Im Übrigen hindert selbst das in § 140 Abs 1 StPO für die in § 134 Z 5 StPO genannten Ergebnisse bestimmter Ermittlungsmaßnahmen normierte auch im Rahmen der Begründung des der Festnahme oder Untersuchungshaft eines Beschuldigten zu Grunde liegenden Tatverdachts zu beachtende (vgl 14 Os 46/09k, 47/09g) -Beweisverwertungsverbot nicht, diese zum Anlass weiterer Erhebungen zu nehmen und die Ergebnisse dieser Erhebungen als Beweismittel zu verwerten (dazu Schmoller , WK StPO § 3 Rz 83; Reindl Krauskopf , WK StPO § 138 Rz 36 zweiter Absatz; Michel-Kwapinski , WK StPO § 166 Rz 32; Kirchbacher , WK StPO § 246 Rz 58; Ratz , WK StPO § 281 Rz 203 mwN).
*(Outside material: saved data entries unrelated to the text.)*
//! Integration tests for the microagents manager.
//!
//! Runs the full agent set against the SQLite store, including stores that
//! fail or panic part-way through an aggregation.

use std::sync::Arc;

use chrono::{DateTime, Duration, TimeZone, Utc};
use flowmo_core::error::{CoreError, Result};
use flowmo_core::microagents::{
    AgentData, BreakRecommendationType, MicroagentsManager, WELCOME_MESSAGE,
};
use flowmo_core::storage::{LogRow, NewLog, Store, TaskFilter, TaskRow, UserId, UserPreferences};
use flowmo_core::{Database, ManualClock};

fn at(h: u32, m: u32) -> DateTime<Utc> {
    Utc.with_ymd_and_hms(2026, 3, 2, h, m, 0).unwrap()
}

fn record(db: &Database, start: DateTime<Utc>, end: DateTime<Utc>) {
    db.insert_log(
        "ada",
        &NewLog {
            start_time: start,
            end_time: end,
            task_id: None,
            task_name: None,
            focus_score: None,
        },
    )
    .unwrap();
}

/// How the wrapped store misbehaves on task reads.
#[derive(Clone, Copy)]
enum Fault {
    Error,
    Panic,
}

/// Delegates to a real database but breaks `tasks`.
struct FaultyStore {
    db: Database,
    fault: Fault,
}

impl Store for FaultyStore {
    fn current_user(&self) -> Result<Option<UserId>> {
        self.db.current_user()
    }

    fn break_ratio(&self, user_id: &str) -> Result<Option<f64>> {
        self.db.break_ratio(user_id)
    }

    fn set_break_ratio(&self, user_id: &str, ratio: f64) -> Result<()> {
        self.db.set_break_ratio(user_id, ratio)
    }

    fn preferences(&self, user_id: &str) -> Result<Option<UserPreferences>> {
        self.db.preferences(user_id)
    }

    fn save_preferences(&self, user_id: &str, preferences: &UserPreferences) -> Result<()> {
        self.db.save_preferences(user_id, preferences)
    }

    fn insert_log(&self, user_id: &str, log: &NewLog) -> Result<i64> {
        self.db.insert_log(user_id, log)
    }

    fn recent_logs(&self, user_id: &str, limit: usize) -> Result<Vec<LogRow>> {
        self.db.recent_logs(user_id, limit)
    }

    fn tasks(&self, _user_id: &str, _filter: TaskFilter) -> Result<Vec<TaskRow>> {
        match self.fault {
            Fault::Error => Err(CoreError::Custom("tasks table unavailable".into())),
            Fault::Panic => panic!("tasks table exploded"),
        }
    }

    fn insert_task(&self, user_id: &str, name: &str) -> Result<TaskRow> {
        self.db.insert_task(user_id, name)
    }

    fn set_task_completed(&self, user_id: &str, task_id: i64, completed: bool) -> Result<()> {
        self.db.set_task_completed(user_id, task_id, completed)
    }
}

fn faulty(fault: Fault) -> FaultyStore {
    let db = Database::open_memory().unwrap();
    record(&db, at(9, 0), at(9, 25));
    FaultyStore { db, fault }
}

fn clock() -> Arc<ManualClock> {
    Arc::new(ManualClock::new(at(11, 20)))
}

#[test]
fn test_store_errors_become_failed_responses() {
    let store = faulty(Fault::Error);
    let manager = MicroagentsManager::with_clock(&store, clock());
    let results = manager.execute_all("ada", None);

    assert_eq!(results.len(), 4);
    assert!(results["Focus Agent"].success);
    assert!(results["Break Agent"].success);

    let task = &results["Task Agent"];
    assert!(!task.success);
    assert_eq!(
        task.message,
        "Failed to generate task recommendations: tasks table unavailable"
    );
    assert!(task.data.is_none());

    let analytics = &results["Analytics Agent"];
    assert!(!analytics.success);
    assert!(analytics
        .message
        .starts_with("Failed to generate productivity insights:"));
}

#[test]
fn test_panicking_agent_does_not_abort_aggregation() {
    let store = faulty(Fault::Panic);
    let manager = MicroagentsManager::with_clock(&store, clock());
    let results = manager.execute_all("ada", None);

    assert_eq!(results.len(), 4);
    assert!(results["Focus Agent"].success);
    assert!(results["Break Agent"].success);
    assert_eq!(
        results["Task Agent"].message,
        "Agent execution failed: tasks table exploded"
    );
    assert!(!results["Analytics Agent"].success);
}

#[test]
fn test_back_to_back_sessions_recommend_mental_break() {
    let db = Database::open_memory().unwrap();
    record(&db, at(10, 0), at(10, 25));
    record(&db, at(10, 26), at(10, 50));
    record(&db, at(10, 51), at(11, 15));

    let manager = MicroagentsManager::with_clock(&db, clock());
    let response = manager.execute_agent("Break Agent", "ada", None);
    assert!(response.success);

    let Some(AgentData::Break { recommendations }) = response.data else {
        panic!("expected break data");
    };
    assert_eq!(recommendations.len(), 1);
    assert_eq!(recommendations[0].kind, BreakRecommendationType::MentalBreak);
    assert_eq!(recommendations[0].duration, 15);
}

#[test]
fn test_long_break_duration_comes_from_preferences() {
    let db = Database::open_memory().unwrap();
    record(&db, at(10, 0), at(10, 25));
    record(&db, at(10, 26), at(10, 50));
    record(&db, at(10, 51), at(11, 15));
    let prefs = UserPreferences {
        long_break_duration: 30,
        ..UserPreferences::default()
    };
    db.save_preferences("ada", &prefs).unwrap();

    let manager = MicroagentsManager::with_clock(&db, clock());
    let response = manager.execute_agent("Break Agent", "ada", None);
    let Some(AgentData::Break { recommendations }) = response.data else {
        panic!("expected break data");
    };
    assert_eq!(recommendations[0].duration, 30);
}

#[test]
fn test_new_user_gets_welcome_and_no_task_hint() {
    let db = Database::open_memory().unwrap();
    let manager = MicroagentsManager::with_clock(&db, clock());
    let results = manager.execute_all("newcomer", None);

    assert_eq!(
        results["Analytics Agent"].recommendations,
        vec![WELCOME_MESSAGE.to_string()]
    );
    assert_eq!(
        results["Task Agent"].recommendations,
        vec!["No active tasks found. Consider adding some tasks to get started!".to_string()]
    );
    assert!(results["Break Agent"].recommendations.is_empty());
}

#[test]
fn test_history_is_limited_to_recent_logs() {
    let db = Database::open_memory().unwrap();
    let base = at(0, 0) - Duration::days(30);
    for i in 0..60 {
        let start = base + Duration::hours(i);
        record(&db, start, start + Duration::minutes(25));
    }
    let manager = MicroagentsManager::with_clock(&db, clock());
    let response = manager.execute_agent("Focus Agent", "ada", None);
    // Everything is older than a day, so only the low-focus tip applies.
    assert_eq!(response.recommendations.len(), 1);
}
Das weitere Vorbringen des Angeklagten K***** (Z 5 fünfter Fall) übersieht, dass die behauptete Aktenwidrigkeit mangels inhaltlich nicht einmal teilweiser Wiedergabe des Anlassberichts der Kriminalpolizei vom 24. Juni 2013 (ON 10) durch das Beschwerdegericht von vornherein ausscheidet (RIS Justiz RS0099431) . Soweit der Beschwerdeführer gestützt auf die Ergebnisse der „Funkzellenauswertung“, auf den Umstand, dass er weder arbeitssuchend gemeldet war noch Arbeitslosenunterstützung bezog, und weiters auf die Angaben der Zeugin Mag. Gudrun W***** zur Dauer des von einem der Täter geführten Telefonats eigenständige Erwägungen zur Verdachtslage anstellt und diese (nach Art einer Schuldberufung) den vom Beschwerdegericht aus den genannten Beweisen gezogenen Schlussfolgerungen (BS 5 ff) gegenüberstellt, orientiert er sich nicht an den im Grundrechtsbeschwerdeverfahren geltenden Anfechtungskategorien ( Kier in WK 2 GRBG § 2 Rz 28) und vermag solcherart die weiters behaupteten Begründungsmängel (Z 5 erster, dritter und vierter Fall StPO) nicht aufzuzeigen.

Bekim K***** und Nejazi D***** wurden daher im Grundrecht auf persönliche Freiheit nicht verletzt. Die Grundrechtsbeschwerde war ohne Kostenzuspruch (§ 8 GRBG) abzuweisen.